== Segment start ==

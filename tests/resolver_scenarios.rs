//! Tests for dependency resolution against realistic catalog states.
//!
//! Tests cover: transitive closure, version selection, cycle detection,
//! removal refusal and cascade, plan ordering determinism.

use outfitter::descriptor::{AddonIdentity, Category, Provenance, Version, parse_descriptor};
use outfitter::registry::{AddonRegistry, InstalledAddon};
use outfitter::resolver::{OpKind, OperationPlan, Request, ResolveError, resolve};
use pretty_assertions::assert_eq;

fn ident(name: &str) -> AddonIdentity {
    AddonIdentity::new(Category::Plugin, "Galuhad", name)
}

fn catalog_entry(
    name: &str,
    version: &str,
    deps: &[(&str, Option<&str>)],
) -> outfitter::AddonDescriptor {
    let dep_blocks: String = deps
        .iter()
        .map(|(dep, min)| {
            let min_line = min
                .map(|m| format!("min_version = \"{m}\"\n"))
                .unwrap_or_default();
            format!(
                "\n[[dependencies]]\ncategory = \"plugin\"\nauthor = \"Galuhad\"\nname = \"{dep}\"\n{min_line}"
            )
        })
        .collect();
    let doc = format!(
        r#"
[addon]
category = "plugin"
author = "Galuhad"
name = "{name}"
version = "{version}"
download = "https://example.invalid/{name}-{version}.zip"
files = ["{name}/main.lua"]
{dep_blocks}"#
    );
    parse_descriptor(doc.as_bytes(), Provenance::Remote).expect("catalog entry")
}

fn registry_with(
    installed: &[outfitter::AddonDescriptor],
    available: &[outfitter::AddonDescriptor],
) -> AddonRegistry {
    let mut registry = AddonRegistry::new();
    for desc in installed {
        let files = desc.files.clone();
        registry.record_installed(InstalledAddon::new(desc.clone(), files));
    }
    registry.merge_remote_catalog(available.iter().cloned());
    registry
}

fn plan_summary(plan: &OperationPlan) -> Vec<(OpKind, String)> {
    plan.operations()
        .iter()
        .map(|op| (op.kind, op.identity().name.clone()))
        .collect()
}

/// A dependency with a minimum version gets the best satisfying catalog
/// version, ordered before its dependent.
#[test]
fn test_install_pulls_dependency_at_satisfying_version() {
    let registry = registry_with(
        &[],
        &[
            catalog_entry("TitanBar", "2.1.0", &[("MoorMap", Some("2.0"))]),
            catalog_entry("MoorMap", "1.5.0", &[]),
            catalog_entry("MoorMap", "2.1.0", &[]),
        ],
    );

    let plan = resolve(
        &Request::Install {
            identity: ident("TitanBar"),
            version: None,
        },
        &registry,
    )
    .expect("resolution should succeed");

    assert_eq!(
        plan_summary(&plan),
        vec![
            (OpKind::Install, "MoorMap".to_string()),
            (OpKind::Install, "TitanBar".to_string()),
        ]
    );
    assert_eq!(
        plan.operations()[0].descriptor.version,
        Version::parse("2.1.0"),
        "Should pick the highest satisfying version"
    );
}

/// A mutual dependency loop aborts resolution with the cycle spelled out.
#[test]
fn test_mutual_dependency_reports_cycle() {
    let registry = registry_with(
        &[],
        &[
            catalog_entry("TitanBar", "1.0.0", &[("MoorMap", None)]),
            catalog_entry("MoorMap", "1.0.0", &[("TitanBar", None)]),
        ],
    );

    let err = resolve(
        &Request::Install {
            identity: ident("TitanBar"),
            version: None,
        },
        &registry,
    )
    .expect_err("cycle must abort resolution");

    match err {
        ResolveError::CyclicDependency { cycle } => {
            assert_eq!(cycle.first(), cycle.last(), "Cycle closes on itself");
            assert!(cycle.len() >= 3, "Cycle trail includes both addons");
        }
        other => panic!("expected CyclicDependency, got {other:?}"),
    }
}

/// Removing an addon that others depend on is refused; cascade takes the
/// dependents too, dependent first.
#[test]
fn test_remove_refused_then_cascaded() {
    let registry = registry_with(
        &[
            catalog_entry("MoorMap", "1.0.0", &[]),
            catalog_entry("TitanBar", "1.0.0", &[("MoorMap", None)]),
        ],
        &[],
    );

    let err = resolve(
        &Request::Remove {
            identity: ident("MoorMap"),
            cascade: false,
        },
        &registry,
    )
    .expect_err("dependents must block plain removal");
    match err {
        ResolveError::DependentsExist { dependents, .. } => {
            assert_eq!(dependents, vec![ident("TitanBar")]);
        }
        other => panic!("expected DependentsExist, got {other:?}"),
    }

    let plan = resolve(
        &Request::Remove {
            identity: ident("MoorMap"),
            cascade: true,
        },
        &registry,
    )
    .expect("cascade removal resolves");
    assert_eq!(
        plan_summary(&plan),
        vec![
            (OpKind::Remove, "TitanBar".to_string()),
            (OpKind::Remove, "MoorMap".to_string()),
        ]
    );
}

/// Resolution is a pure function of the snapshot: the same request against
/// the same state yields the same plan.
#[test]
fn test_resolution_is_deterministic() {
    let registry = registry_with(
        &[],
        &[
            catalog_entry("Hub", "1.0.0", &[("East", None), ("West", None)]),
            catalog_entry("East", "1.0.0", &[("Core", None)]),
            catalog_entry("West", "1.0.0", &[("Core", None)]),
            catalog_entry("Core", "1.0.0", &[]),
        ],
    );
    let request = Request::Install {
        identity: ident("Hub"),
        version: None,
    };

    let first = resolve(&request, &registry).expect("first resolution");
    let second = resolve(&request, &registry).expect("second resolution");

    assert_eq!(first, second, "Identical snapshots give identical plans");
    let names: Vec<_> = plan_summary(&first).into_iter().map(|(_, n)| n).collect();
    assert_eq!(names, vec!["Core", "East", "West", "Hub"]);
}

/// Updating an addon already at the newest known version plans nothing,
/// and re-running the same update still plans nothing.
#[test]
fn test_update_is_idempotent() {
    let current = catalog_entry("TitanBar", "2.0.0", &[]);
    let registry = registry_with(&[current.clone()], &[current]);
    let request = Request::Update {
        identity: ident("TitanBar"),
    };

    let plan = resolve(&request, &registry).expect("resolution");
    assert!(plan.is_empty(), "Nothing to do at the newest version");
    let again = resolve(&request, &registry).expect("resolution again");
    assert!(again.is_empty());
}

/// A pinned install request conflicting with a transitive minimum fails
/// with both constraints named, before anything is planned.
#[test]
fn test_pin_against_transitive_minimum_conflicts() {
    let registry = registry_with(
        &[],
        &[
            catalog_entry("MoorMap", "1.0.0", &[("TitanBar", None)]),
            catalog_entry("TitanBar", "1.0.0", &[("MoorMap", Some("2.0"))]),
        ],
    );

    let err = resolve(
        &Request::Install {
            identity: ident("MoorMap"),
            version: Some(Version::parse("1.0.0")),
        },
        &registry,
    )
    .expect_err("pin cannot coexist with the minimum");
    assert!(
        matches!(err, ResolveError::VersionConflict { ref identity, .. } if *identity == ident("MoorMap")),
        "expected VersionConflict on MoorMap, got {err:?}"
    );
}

== Segment end ==

Work task -
In the entries above, find each line that includes the string "deps" and copy it.

Solution for this task -
    deps: &[(&str, Option<&str>)],
    let dep_blocks: String = deps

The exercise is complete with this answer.